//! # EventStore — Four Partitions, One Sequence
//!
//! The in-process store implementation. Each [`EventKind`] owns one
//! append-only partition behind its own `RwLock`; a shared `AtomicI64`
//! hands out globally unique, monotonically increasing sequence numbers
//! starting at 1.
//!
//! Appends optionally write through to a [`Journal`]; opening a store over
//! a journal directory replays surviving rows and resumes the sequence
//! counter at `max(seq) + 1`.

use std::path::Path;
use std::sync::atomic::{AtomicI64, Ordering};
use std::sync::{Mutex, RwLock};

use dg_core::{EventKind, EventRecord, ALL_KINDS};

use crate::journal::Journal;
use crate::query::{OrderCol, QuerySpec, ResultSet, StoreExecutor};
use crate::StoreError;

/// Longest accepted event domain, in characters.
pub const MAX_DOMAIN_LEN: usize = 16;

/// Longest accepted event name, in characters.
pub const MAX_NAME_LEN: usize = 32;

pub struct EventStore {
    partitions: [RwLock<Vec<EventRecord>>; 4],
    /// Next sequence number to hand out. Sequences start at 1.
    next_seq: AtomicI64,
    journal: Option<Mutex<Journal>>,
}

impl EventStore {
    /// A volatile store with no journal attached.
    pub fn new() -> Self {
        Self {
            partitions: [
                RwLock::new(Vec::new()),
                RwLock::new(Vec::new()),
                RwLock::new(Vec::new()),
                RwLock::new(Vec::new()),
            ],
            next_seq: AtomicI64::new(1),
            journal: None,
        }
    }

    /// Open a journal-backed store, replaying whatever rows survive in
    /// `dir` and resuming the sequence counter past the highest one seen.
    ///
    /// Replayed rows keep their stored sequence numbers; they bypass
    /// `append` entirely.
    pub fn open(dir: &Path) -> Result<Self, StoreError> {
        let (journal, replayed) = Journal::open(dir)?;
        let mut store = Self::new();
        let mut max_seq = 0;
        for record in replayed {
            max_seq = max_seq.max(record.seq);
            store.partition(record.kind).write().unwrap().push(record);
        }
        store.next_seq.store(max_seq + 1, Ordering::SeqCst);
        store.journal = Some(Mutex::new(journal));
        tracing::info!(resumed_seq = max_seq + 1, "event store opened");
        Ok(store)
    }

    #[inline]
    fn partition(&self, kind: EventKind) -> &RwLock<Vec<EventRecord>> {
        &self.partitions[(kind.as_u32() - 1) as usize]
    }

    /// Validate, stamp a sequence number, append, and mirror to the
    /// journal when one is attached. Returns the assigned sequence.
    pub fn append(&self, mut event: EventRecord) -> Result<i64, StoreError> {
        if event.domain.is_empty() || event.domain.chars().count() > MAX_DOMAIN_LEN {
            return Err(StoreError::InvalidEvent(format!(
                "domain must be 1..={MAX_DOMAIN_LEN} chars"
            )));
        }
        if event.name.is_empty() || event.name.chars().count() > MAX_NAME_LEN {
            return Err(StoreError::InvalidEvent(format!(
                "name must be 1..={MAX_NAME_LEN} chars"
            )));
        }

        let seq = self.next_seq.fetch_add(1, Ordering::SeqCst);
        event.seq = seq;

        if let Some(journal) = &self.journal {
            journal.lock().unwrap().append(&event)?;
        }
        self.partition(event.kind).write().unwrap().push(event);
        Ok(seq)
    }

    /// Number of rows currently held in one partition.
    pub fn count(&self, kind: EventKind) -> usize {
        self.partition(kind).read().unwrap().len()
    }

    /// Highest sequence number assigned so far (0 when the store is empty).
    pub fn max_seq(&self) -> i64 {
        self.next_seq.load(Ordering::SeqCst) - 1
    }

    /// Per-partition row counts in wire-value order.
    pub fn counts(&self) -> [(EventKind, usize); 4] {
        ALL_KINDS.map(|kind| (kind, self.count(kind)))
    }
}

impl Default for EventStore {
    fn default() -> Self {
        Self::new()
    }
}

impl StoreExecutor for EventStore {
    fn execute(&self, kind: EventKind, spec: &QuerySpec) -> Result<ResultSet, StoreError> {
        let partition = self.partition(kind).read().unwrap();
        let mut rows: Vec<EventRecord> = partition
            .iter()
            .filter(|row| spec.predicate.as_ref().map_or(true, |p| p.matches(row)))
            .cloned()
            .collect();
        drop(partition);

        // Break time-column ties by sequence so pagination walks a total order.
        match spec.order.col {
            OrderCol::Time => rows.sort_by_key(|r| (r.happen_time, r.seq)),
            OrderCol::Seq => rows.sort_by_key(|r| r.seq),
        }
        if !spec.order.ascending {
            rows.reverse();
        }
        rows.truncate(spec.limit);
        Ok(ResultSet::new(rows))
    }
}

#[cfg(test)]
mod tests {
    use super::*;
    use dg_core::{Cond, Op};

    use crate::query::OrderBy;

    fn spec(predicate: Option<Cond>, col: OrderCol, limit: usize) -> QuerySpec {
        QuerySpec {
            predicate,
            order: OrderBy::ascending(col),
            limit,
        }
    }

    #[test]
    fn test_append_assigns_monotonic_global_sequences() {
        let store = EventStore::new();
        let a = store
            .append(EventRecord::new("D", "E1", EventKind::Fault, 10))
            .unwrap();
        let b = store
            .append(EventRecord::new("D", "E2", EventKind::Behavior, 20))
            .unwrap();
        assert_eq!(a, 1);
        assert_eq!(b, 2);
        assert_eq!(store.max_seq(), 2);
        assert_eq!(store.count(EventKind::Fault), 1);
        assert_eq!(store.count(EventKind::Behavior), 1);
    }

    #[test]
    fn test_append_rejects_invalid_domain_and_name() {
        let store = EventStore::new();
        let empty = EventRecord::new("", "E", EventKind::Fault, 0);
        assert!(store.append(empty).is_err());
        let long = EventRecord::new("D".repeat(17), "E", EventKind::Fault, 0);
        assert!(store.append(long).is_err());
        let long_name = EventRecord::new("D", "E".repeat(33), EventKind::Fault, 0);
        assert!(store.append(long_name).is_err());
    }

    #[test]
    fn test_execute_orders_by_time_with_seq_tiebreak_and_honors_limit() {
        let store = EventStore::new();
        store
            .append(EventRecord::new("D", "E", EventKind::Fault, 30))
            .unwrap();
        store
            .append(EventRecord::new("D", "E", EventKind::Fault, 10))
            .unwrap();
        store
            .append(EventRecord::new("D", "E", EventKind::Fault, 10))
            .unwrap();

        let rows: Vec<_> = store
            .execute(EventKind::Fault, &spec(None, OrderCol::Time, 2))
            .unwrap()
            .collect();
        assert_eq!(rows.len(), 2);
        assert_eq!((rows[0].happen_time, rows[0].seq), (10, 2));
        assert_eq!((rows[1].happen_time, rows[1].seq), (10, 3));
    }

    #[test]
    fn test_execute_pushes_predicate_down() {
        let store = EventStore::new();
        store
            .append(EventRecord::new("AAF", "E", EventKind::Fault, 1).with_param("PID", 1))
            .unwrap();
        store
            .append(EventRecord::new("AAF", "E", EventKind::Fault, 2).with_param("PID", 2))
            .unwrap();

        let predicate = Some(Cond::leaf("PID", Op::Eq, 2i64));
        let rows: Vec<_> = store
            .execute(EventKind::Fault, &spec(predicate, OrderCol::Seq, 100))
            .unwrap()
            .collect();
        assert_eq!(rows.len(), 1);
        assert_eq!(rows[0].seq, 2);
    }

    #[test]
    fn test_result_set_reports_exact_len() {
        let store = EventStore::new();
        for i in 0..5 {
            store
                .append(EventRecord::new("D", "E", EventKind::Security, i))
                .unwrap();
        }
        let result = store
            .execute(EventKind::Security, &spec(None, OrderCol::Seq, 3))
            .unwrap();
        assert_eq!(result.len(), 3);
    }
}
▬▬▬
WHAT THIS TASK INVOLVES — Only the lines with the string "ascending" are wanted; pick them out of the records above and copy them.

TASK OUTPUT —
        if !spec.order.ascending {
            order: OrderBy::ascending(col),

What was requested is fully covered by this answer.